IN the Netherlands (as no-one anywhere calls it), they still talk about ‘Holzenbein’s schwalbe’.
Bernd Holzenbein was a West German forward in the early 1970s, and it’s probably fair to assume you don’t know much about him.
He earned 40 caps, scoring five goals, but he did make a lasting contribution to football with his swan dive in the 1974 World Cup final.
The Dutch were 1-0 up and in the mood to humiliate the Germans, except as winger Johnny Rep would late remark, “we forgot to score a second”.
And in one instant, football changed forever. Holzenbein had jinked his way into enemy territory. He had lost control with a heavy touch just as Wim Jansen dived in to challenge. Holzenbein raised his two arms, propelled himself theatrically to the ground and won a penalty.
‘Schwalbe’ is the Dutch word for swallow, a bird known to drop quickly in flight. And given that their greatest ever team lost that game 2-1 largely as a result, and the country still has still never won a World Cup, it’s not hard to see why they needed a brand new phrase to reflect their anger.
It was the first truly high-profile instance of diving in the sport and while it took a while to properly normalise, by the time Rudi Voller and Jurgen Klinsmann were flopping around at Italia ‘90, it had taken a proper grip.
But it’s funny that Klinsmann’s leap and roll over Pedro Monzón – who became the first man ever to be sent off in a World Cup final – is so reviled.
Sure, he milked it to the extreme, but had he not leapt out of the way, Monzon could well have snapped his shin.
The Argentine deserved to be punished for the intent and in propelling himself into the air, Klinsmann made sure Monzon got his just desserts while keeping his left leg in one piece.
There are dives, and then there are dives. And the problems started when players stopped simply avoiding injury and started routinely feigning it to get opposition players in trouble.
The lines became blurred and before we knew it, soccer had an almost unsolvable issue that it is now, almost three decades on from that 1990 World Cup, only beginning to deal with.
Retrospective action, as introduced by the Premier League this year as a deterrent to those successful in the deception of a referee, should prove effective, though it would be more so were punishment not limited to a particular set of circumstances.
The horse has bolted in terms of diving’s eradication but this will at least help keep it on a chain of some description.
We in the GAA thought we were immune, that we were too manly for that, but it turns out we’re far from it.
The first minute red card for Corofin’s Martin Farragher in Saturday’s All-Ireland club semi-final was the latest incident but sadly they have become all too regular.
There was widespread criticism of referee Derek O’Mahoney but it was very harsh, especially given that it was his linesman that called his attention. And no matter which angle you look at it from, Farragher’s knee did pass relatively close by the head of Moorefield full-back Liam Healy.
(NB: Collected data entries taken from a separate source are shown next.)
use chrono::{DateTime, Utc};
use serde::{Deserialize, Serialize};

pub type Id = i32;

#[derive(sqlx::FromRow, Debug, Clone)]
pub struct User {
    pub id: Id,
    pub email: String,
    pub username: String,
    pub first_name: String,
    pub last_name: String,
    pub password: String,
    pub avatar: Option<String>,
}

#[derive(sqlx::FromRow, Debug, Clone, PartialEq, Eq, Serialize, Deserialize)]
pub struct Tag {
    pub id: Id,
    pub name: String,
    pub slug: String,
}

#[derive(sqlx::FromRow, Debug, Clone, PartialEq, Eq, Serialize, Deserialize)]
pub struct Ingredient {
    pub id: Id,
    pub name: String,
    pub measurement_unit: String,
}

#[derive(Debug, Clone, PartialEq, Eq, Deserialize)]
pub struct NewIngredient {
    pub name: String,
    pub measurement_unit: String,
}

#[derive(sqlx::FromRow, Debug, Clone)]
pub struct Recipe {
    pub id: Id,
    pub author_id: Id,
    pub name: String,
    pub text: String,
    pub cooking_time: i32,
    pub image: Option<String>,
    pub created_at: DateTime<Utc>,
}

#[derive(sqlx::FromRow, Debug, Clone, PartialEq, Eq)]
pub struct RecipePart {
    pub recipe_id: Id,
    pub ingredient_id: Id,
    pub name: String,
    pub measurement_unit: String,
    pub amount: i32,
}

#[derive(sqlx::FromRow, Debug, Clone, PartialEq, Eq)]
pub struct LinkedRecipeTag {
    pub recipe_id: Id,
    pub id: Id,
    pub name: String,
    pub slug: String,
}

impl From<LinkedRecipeTag> for Tag {
    fn from(value: LinkedRecipeTag) -> Self {
        Self {
            id: value.id,
            name: value.name,
            slug: value.slug,
        }
    }
}

#[derive(sqlx::FromRow, Debug, Clone, PartialEq, Eq)]
pub struct CartLine {
    pub name: String,
    pub measurement_unit: String,
    pub amount: i64,
}

#[derive(Debug, Clone, Copy, PartialEq, Eq, Hash)]
pub enum RecipeList {
    Favorites,
    ShoppingCart,
}

impl RecipeList {
    pub fn table(&self) -> &'static str {
        match self {
            RecipeList::Favorites => "favorites",
            RecipeList::ShoppingCart => "shopping_cart",
        }
    }

    pub fn label(&self) -> &'static str {
        match self {
            RecipeList::Favorites => "favorites",
            RecipeList::ShoppingCart => "shopping cart",
        }
    }
}
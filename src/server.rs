use std::{net::SocketAddr, path::Path};

use chrono::Duration;
use sqlx::{postgres::PgPoolOptions, Pool, Postgres};
use tokio::signal::ctrl_c;
#[cfg(unix)]
use tokio::signal::unix::{signal, SignalKind};

use crate::{
    actions::import_ingredients,
    api::{routes, AppState},
    config::Config,
    error::ApiError,
    jwt::SessionKeys,
    schema::NewIngredient,
};

#[derive(Debug, thiserror::Error)]
pub enum StartupError {
    #[error("Database connection failed: {0}")]
    Database(#[from] sqlx::Error),

    #[error("Migration failed: {0}")]
    Migration(#[from] sqlx::migrate::MigrateError),

    #[error("Could not bind {0}: {1}")]
    Bind(SocketAddr, String),

    #[error("Could not read {0}: {1}")]
    Import(String, String),

    #[error(transparent)]
    Api(#[from] ApiError),
}

pub async fn connect(config: &Config) -> Result<Pool<Postgres>, StartupError> {
    let pool = PgPoolOptions::new()
        .max_connections(config.max_connections)
        .connect(&config.database_url)
        .await?;

    sqlx::migrate!("./migrations").run(&pool).await?;
    log::info!("Database migrations applied");

    Ok(pool)
}

pub async fn start_server(config: Config) -> Result<(), StartupError> {
    let pool = connect(&config).await?;
    let keys = SessionKeys::new(
        config.secret.as_bytes(),
        Duration::hours(config.token_hours),
    )?;
    let state = AppState::new(pool.clone(), keys, &config.base_url);

    let address = SocketAddr::from(([0, 0, 0, 0], config.port));
    let (bound, server) = warp::serve(routes(state))
        .try_bind_with_graceful_shutdown(address, shutdown_signal())
        .map_err(|e| StartupError::Bind(address, e.to_string()))?;

    log::info!("Server running on {bound}");
    server.await;

    pool.close().await;
    log::info!("Server shut down");

    Ok(())
}

pub async fn import_ingredients_file(config: &Config, path: &Path) -> Result<u64, StartupError> {
    let display = path.display().to_string();
    let raw = tokio::fs::read_to_string(path)
        .await
        .map_err(|e| StartupError::Import(display.clone(), e.to_string()))?;
    let ingredients: Vec<NewIngredient> =
        serde_json::from_str(&raw).map_err(|e| StartupError::Import(display, e.to_string()))?;

    let pool = connect(config).await?;
    let inserted = import_ingredients(ingredients, &pool).await?;
    pool.close().await;

    Ok(inserted)
}

async fn shutdown_signal() {
    let ctrl_c = async {
        if let Err(e) = ctrl_c().await {
            log::error!("Failed to listen for Ctrl+C: {e}");
            std::future::pending::<()>().await;
        }

        log::info!("Received Ctrl+C, shutting down");
    };

    #[cfg(unix)]
    let terminate = async {
        match signal(SignalKind::terminate()) {
            Ok(mut stream) => {
                stream.recv().await;
                log::info!("Received terminate signal, shutting down");
            }
            Err(e) => {
                log::error!("Failed to install signal handler: {e}");
                std::future::pending::<()>().await;
            }
        }
    };

    #[cfg(not(unix))]
    let terminate = std::future::pending::<()>();

    tokio::select! {
        _ = ctrl_c => {},
        _ = terminate => {},
    }
}
use std::collections::{HashMap, HashSet};

use crate::{
    error::{ApiError, QueryError},
    projection::SubscriptionView,
    schema::{Id, Recipe, User},
};

use sqlx::{Pool, Postgres};

use super::get_user_by_id;

pub async fn subscribe(user_id: Id, author_id: Id, pool: &Pool<Postgres>) -> Result<User, ApiError> {
    let author = get_user_by_id(author_id, pool)
        .await?
        .ok_or_else(|| ApiError::not_found("User"))?;

    if author.id == user_id {
        return Err(ApiError::BadRequest("You cannot subscribe to yourself".into()));
    }

    let result = sqlx::query(
        "INSERT INTO subscriptions (user_id, author_id) VALUES ($1, $2) ON CONFLICT DO NOTHING",
    )
    .bind(user_id)
    .bind(author_id)
    .execute(pool)
    .await
    .map_err(QueryError::from)?;

    if result.rows_affected() == 0 {
        return Err(ApiError::Conflict(
            "You are already subscribed to this user".into(),
        ));
    }

    log::debug!("User {user_id} subscribed to {author_id}");

    Ok(author)
}

pub async fn unsubscribe(user_id: Id, author_id: Id, pool: &Pool<Postgres>) -> Result<(), ApiError> {
    if get_user_by_id(author_id, pool).await?.is_none() {
        return Err(ApiError::not_found("User"));
    }

    let result = sqlx::query("DELETE FROM subscriptions WHERE user_id = $1 AND author_id = $2")
        .bind(user_id)
        .bind(author_id)
        .execute(pool)
        .await
        .map_err(QueryError::from)?;

    if result.rows_affected() == 0 {
        return Err(ApiError::BadRequest(
            "You are not subscribed to this user".into(),
        ));
    }

    Ok(())
}

pub async fn list_following(user_id: Id, pool: &Pool<Postgres>) -> Result<Vec<User>, ApiError> {
    let rows: Vec<User> = sqlx::query_as(
        "
        SELECT u.*
        FROM subscriptions s
        JOIN users u ON u.id = s.author_id
        WHERE s.user_id = $1
        ORDER BY s.id
    ",
    )
    .bind(user_id)
    .fetch_all(pool)
    .await
    .map_err(QueryError::from)?;

    Ok(rows)
}

pub async fn following_ids(user_id: Id, pool: &Pool<Postgres>) -> Result<HashSet<Id>, ApiError> {
    let rows: Vec<(Id,)> = sqlx::query_as("SELECT author_id FROM subscriptions WHERE user_id = $1")
        .bind(user_id)
        .fetch_all(pool)
        .await
        .map_err(QueryError::from)?;

    Ok(rows.into_iter().map(|r| r.0).collect())
}

pub async fn recipes_by_authors(
    author_ids: &[Id],
    pool: &Pool<Postgres>,
) -> Result<Vec<Recipe>, ApiError> {
    if author_ids.is_empty() {
        return Ok(vec![]);
    }

    let rows: Vec<Recipe> = sqlx::query_as(
        "SELECT * FROM recipes WHERE author_id = ANY($1) ORDER BY created_at DESC, id DESC",
    )
    .bind(author_ids)
    .fetch_all(pool)
    .await
    .map_err(QueryError::from)?;

    Ok(rows)
}

pub async fn subscription_views(
    authors: &[User],
    recipes_limit: Option<usize>,
    pool: &Pool<Postgres>,
) -> Result<Vec<SubscriptionView>, ApiError> {
    let author_ids: Vec<Id> = authors.iter().map(|a| a.id).collect();

    let mut by_author: HashMap<Id, Vec<Recipe>> = HashMap::new();
    for recipe in recipes_by_authors(&author_ids, pool).await? {
        by_author.entry(recipe.author_id).or_default().push(recipe);
    }

    Ok(authors
        .iter()
        .map(|author| {
            let recipes = by_author.get(&author.id).map(Vec::as_slice).unwrap_or(&[]);
            SubscriptionView::project(author, recipes, recipes_limit)
        })
        .collect())
}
They don’t have the benefit of replays and all they saw was a tangle, a potential for contact and a stricken player lying flat out on the turf holding his face. It’s not difficult to see how they were deceived.
If there was any sense of justice then Martin Farragher wouldn’t even need to attend an appeal hearing, which will be a mere formality in terms of freeing him to play in next month’s All-Ireland final.
To think that he will have to defend himself in front of a committee of de-facto sports lawyers while there is no punishment for Healy indicates that there is a problem with how the GAA deals with diving.
Imagine Moorefield had won the game off the back of such a defining moment, and their full-back had been free to play in an All-Ireland final after such an act. That would have been hard to stomach.
The yellow card is the only thing available to the referee if he spots diving at the time and it is wholly inadequate. Worse is that there is no opportunity whatsoever for retrospectively dealing with it, no matter how obvious it might be.
The GAA tried to circumvent their own rules when they suspended Tyrone’s Tiernan McCann for eight weeks after Hairgate in 2015, hitting him with a charge of ‘discrediting the association’ while knowing fine well it wouldn’t stick.
It was another handy stick for those that like to beat Ulster football but it’ll be ten years this autumn since Aidan O’Mahony fell in a heap after Donnacha O’Connor brushed him with the loosest of fingertips in Croke Park.
Imagine how Dinny Allen and Paidí Ó Sé would have felt watching that.
Their era, where players would trade blows as they once did in a show of manliness, has long passed. And that is no harm in itself.
But diving has now reached epidemic levels in Gaelic football. The actions of one Moorefield defender were, let’s face it, no different from what you see repeated up and down the land.
Like soccer, there is a difference in exaggerating contact and flat out feigning injury. The former you can accept on some level because it is often the only way to get the free that’s owed to you for a jersey pull or a sneaky grab at the shoulder.
Accepting a player deliberately trying to get another man sent off by feigning injury, however, is much more difficult.
We can either go on pretending it doesn’t exist in our games, or we can open our eyes and deal with it because even one incident going unpunished is too many.
The first step is to allow retrospective punishment and the second is to give those guilty a two-match ban.
Such a deterrent is the only way to curb one of the very few genuine forms of cheating in GAA.